ACTIVITY: Exactly reproduce each line of the listing that follows.

▼

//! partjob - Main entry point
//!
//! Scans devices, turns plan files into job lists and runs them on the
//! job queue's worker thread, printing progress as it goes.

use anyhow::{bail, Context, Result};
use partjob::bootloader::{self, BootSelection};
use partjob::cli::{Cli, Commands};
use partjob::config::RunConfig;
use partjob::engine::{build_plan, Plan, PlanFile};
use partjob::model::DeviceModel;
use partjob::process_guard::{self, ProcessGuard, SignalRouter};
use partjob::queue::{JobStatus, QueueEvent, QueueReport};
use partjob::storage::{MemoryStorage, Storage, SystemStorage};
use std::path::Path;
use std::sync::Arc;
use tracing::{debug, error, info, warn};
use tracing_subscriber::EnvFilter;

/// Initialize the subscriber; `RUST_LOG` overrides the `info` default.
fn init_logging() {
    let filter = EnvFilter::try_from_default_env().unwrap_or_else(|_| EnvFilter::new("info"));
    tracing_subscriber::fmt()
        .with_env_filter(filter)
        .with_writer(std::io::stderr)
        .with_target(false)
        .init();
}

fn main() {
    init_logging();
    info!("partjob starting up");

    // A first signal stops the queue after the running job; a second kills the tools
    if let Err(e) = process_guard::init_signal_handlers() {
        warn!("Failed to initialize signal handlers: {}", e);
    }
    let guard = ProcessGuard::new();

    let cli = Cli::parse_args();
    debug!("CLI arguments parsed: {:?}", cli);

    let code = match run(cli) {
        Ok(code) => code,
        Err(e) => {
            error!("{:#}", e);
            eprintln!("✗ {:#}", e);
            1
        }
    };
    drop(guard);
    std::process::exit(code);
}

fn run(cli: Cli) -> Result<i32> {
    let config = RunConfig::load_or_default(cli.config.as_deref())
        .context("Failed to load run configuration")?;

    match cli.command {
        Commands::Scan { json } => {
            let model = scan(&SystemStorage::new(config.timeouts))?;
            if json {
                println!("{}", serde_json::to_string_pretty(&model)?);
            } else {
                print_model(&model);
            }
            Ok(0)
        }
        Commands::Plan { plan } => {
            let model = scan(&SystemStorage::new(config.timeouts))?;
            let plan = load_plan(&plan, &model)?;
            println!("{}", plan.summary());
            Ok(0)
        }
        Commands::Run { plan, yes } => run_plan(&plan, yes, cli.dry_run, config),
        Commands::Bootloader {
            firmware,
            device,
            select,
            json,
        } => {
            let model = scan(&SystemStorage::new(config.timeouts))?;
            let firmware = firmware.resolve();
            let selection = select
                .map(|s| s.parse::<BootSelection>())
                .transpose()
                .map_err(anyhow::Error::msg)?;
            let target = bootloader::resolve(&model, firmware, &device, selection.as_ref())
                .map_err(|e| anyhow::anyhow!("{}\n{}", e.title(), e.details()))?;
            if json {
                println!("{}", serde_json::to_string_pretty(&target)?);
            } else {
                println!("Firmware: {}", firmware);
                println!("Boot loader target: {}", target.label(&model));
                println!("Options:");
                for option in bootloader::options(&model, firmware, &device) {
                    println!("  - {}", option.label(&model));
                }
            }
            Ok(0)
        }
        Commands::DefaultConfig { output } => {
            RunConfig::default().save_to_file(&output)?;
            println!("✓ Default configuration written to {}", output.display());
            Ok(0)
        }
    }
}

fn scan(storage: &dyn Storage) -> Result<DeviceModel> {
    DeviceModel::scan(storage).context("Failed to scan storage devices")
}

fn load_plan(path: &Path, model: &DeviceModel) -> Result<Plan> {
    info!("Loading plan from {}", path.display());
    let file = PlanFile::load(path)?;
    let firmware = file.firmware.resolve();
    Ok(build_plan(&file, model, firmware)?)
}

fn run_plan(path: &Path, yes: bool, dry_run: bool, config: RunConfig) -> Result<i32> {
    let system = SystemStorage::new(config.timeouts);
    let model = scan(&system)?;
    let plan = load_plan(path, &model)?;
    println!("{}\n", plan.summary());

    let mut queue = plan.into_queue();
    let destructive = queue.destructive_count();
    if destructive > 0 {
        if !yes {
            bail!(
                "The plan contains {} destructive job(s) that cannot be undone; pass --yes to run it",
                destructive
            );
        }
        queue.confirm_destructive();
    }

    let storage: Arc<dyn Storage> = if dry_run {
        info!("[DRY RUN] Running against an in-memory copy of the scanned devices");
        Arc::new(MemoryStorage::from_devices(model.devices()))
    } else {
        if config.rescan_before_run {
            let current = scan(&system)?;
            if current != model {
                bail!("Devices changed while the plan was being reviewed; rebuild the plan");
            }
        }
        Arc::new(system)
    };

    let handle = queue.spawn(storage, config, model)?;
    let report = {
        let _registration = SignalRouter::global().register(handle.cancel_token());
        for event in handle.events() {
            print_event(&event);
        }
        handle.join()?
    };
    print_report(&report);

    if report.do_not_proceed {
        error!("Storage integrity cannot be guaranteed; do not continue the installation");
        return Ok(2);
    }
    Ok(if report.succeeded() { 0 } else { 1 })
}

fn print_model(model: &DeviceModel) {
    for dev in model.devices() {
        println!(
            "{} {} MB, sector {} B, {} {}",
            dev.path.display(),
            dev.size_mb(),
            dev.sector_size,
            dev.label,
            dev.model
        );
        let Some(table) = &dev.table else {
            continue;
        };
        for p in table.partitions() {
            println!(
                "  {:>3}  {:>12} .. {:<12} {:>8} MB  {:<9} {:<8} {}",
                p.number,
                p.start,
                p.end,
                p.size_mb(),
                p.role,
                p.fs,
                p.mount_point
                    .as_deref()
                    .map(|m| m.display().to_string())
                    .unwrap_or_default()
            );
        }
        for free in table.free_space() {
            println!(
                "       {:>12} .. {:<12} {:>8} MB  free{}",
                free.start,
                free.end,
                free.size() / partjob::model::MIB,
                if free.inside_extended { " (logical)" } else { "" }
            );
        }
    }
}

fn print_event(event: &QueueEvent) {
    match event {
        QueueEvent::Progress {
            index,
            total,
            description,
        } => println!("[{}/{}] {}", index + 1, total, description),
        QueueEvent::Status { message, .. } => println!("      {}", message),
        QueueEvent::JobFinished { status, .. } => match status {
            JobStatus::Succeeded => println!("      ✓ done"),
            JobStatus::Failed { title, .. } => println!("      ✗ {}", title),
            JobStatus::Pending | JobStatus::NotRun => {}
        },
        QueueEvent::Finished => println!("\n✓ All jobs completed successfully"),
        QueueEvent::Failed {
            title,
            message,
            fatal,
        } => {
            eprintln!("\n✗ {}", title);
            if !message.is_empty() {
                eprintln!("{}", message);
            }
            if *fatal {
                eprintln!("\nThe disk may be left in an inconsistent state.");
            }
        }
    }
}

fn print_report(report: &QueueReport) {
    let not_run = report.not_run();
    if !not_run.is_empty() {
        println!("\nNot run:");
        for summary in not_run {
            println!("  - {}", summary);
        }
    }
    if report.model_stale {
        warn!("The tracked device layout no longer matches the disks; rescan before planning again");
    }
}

▲

SOLUTION TO THIS PROBLEM:
//! partjob - Main entry point
//!
//! Scans devices, turns plan files into job lists and runs them on the
//! job queue's worker thread, printing progress as it goes.

use anyhow::{bail, Context, Result};
use partjob::bootloader::{self, BootSelection};
use partjob::cli::{Cli, Commands};
use partjob::config::RunConfig;
use partjob::engine::{build_plan, Plan, PlanFile};
use partjob::model::DeviceModel;
use partjob::process_guard::{self, ProcessGuard, SignalRouter};
use partjob::queue::{JobStatus, QueueEvent, QueueReport};
use partjob::storage::{MemoryStorage, Storage, SystemStorage};
use std::path::Path;
use std::sync::Arc;
use tracing::{debug, error, info, warn};
use tracing_subscriber::EnvFilter;

/// Initialize the subscriber; `RUST_LOG` overrides the `info` default.
fn init_logging() {
    let filter = EnvFilter::try_from_default_env().unwrap_or_else(|_| EnvFilter::new("info"));
    tracing_subscriber::fmt()
        .with_env_filter(filter)
        .with_writer(std::io::stderr)
        .with_target(false)
        .init();
}

fn main() {
    init_logging();
    info!("partjob starting up");

    // A first signal stops the queue after the running job; a second kills the tools
    if let Err(e) = process_guard::init_signal_handlers() {
        warn!("Failed to initialize signal handlers: {}", e);
    }
    let guard = ProcessGuard::new();

    let cli = Cli::parse_args();
    debug!("CLI arguments parsed: {:?}", cli);

    let code = match run(cli) {
        Ok(code) => code,
        Err(e) => {
            error!("{:#}", e);
            eprintln!("✗ {:#}", e);
            1
        }
    };
    drop(guard);
    std::process::exit(code);
}

fn run(cli: Cli) -> Result<i32> {
    let config = RunConfig::load_or_default(cli.config.as_deref())
        .context("Failed to load run configuration")?;

    match cli.command {
        Commands::Scan { json } => {
            let model = scan(&SystemStorage::new(config.timeouts))?;
            if json {
                println!("{}", serde_json::to_string_pretty(&model)?);
            } else {
                print_model(&model);
            }
            Ok(0)
        }
        Commands::Plan { plan } => {
            let model = scan(&SystemStorage::new(config.timeouts))?;
            let plan = load_plan(&plan, &model)?;
            println!("{}", plan.summary());
            Ok(0)
        }
        Commands::Run { plan, yes } => run_plan(&plan, yes, cli.dry_run, config),
        Commands::Bootloader {
            firmware,
            device,
            select,
            json,
        } => {
            let model = scan(&SystemStorage::new(config.timeouts))?;
            let firmware = firmware.resolve();
            let selection = select
                .map(|s| s.parse::<BootSelection>())
                .transpose()
                .map_err(anyhow::Error::msg)?;
            let target = bootloader::resolve(&model, firmware, &device, selection.as_ref())
                .map_err(|e| anyhow::anyhow!("{}\n{}", e.title(), e.details()))?;
            if json {
                println!("{}", serde_json::to_string_pretty(&target)?);
            } else {
                println!("Firmware: {}", firmware);
                println!("Boot loader target: {}", target.label(&model));
                println!("Options:");
                for option in bootloader::options(&model, firmware, &device) {
                    println!("  - {}", option.label(&model));
                }
            }
            Ok(0)
        }
        Commands::DefaultConfig { output } => {
            RunConfig::default().save_to_file(&output)?;
            println!("✓ Default configuration written to {}", output.display());
            Ok(0)
        }
    }
}

fn scan(storage: &dyn Storage) -> Result<DeviceModel> {
    DeviceModel::scan(storage).context("Failed to scan storage devices")
}

fn load_plan(path: &Path, model: &DeviceModel) -> Result<Plan> {
    info!("Loading plan from {}", path.display());
    let file = PlanFile::load(path)?;
    let firmware = file.firmware.resolve();
    Ok(build_plan(&file, model, firmware)?)
}

fn run_plan(path: &Path, yes: bool, dry_run: bool, config: RunConfig) -> Result<i32> {
    let system = SystemStorage::new(config.timeouts);
    let model = scan(&system)?;
    let plan = load_plan(path, &model)?;
    println!("{}\n", plan.summary());

    let mut queue = plan.into_queue();
    let destructive = queue.destructive_count();
    if destructive > 0 {
        if !yes {
            bail!(
                "The plan contains {} destructive job(s) that cannot be undone; pass --yes to run it",
                destructive
            );
        }
        queue.confirm_destructive();
    }

    let storage: Arc<dyn Storage> = if dry_run {
        info!("[DRY RUN] Running against an in-memory copy of the scanned devices");
        Arc::new(MemoryStorage::from_devices(model.devices()))
    } else {
        if config.rescan_before_run {
            let current = scan(&system)?;
            if current != model {
                bail!("Devices changed while the plan was being reviewed; rebuild the plan");
            }
        }
        Arc::new(system)
    };

    let handle = queue.spawn(storage, config, model)?;
    let report = {
        let _registration = SignalRouter::global().register(handle.cancel_token());
        for event in handle.events() {
            print_event(&event);
        }
        handle.join()?
    };
    print_report(&report);

    if report.do_not_proceed {
        error!("Storage integrity cannot be guaranteed; do not continue the installation");
        return Ok(2);
    }
    Ok(if report.succeeded() { 0 } else { 1 })
}

fn print_model(model: &DeviceModel) {
    for dev in model.devices() {
        println!(
            "{} {} MB, sector {} B, {} {}",
            dev.path.display(),
            dev.size_mb(),
            dev.sector_size,
            dev.label,
            dev.model
        );
        let Some(table) = &dev.table else {
            continue;
        };
        for p in table.partitions() {
            println!(
                "  {:>3}  {:>12} .. {:<12} {:>8} MB  {:<9} {:<8} {}",
                p.number,
                p.start,
                p.end,
                p.size_mb(),
                p.role,
                p.fs,
                p.mount_point
                    .as_deref()
                    .map(|m| m.display().to_string())
                    .unwrap_or_default()
            );
        }
        for free in table.free_space() {
            println!(
                "       {:>12} .. {:<12} {:>8} MB  free{}",
                free.start,
                free.end,
                free.size() / partjob::model::MIB,
                if free.inside_extended { " (logical)" } else { "" }
            );
        }
    }
}

fn print_event(event: &QueueEvent) {
    match event {
        QueueEvent::Progress {
            index,
            total,
            description,
        } => println!("[{}/{}] {}", index + 1, total, description),
        QueueEvent::Status { message, .. } => println!("      {}", message),
        QueueEvent::JobFinished { status, .. } => match status {
            JobStatus::Succeeded => println!("      ✓ done"),
            JobStatus::Failed { title, .. } => println!("      ✗ {}", title),
            JobStatus::Pending | JobStatus::NotRun => {}
        },
        QueueEvent::Finished => println!("\n✓ All jobs completed successfully"),
        QueueEvent::Failed {
            title,
            message,
            fatal,
        } => {
            eprintln!("\n✗ {}", title);
            if !message.is_empty() {
                eprintln!("{}", message);
            }
            if *fatal {
                eprintln!("\nThe disk may be left in an inconsistent state.");
            }
        }
    }
}

fn print_report(report: &QueueReport) {
    let not_run = report.not_run();
    if !not_run.is_empty() {
        println!("\nNot run:");
        for summary in not_run {
            println!("  - {}", summary);
        }
    }
    if report.model_stale {
        warn!("The tracked device layout no longer matches the disks; rescan before planning again");
    }
}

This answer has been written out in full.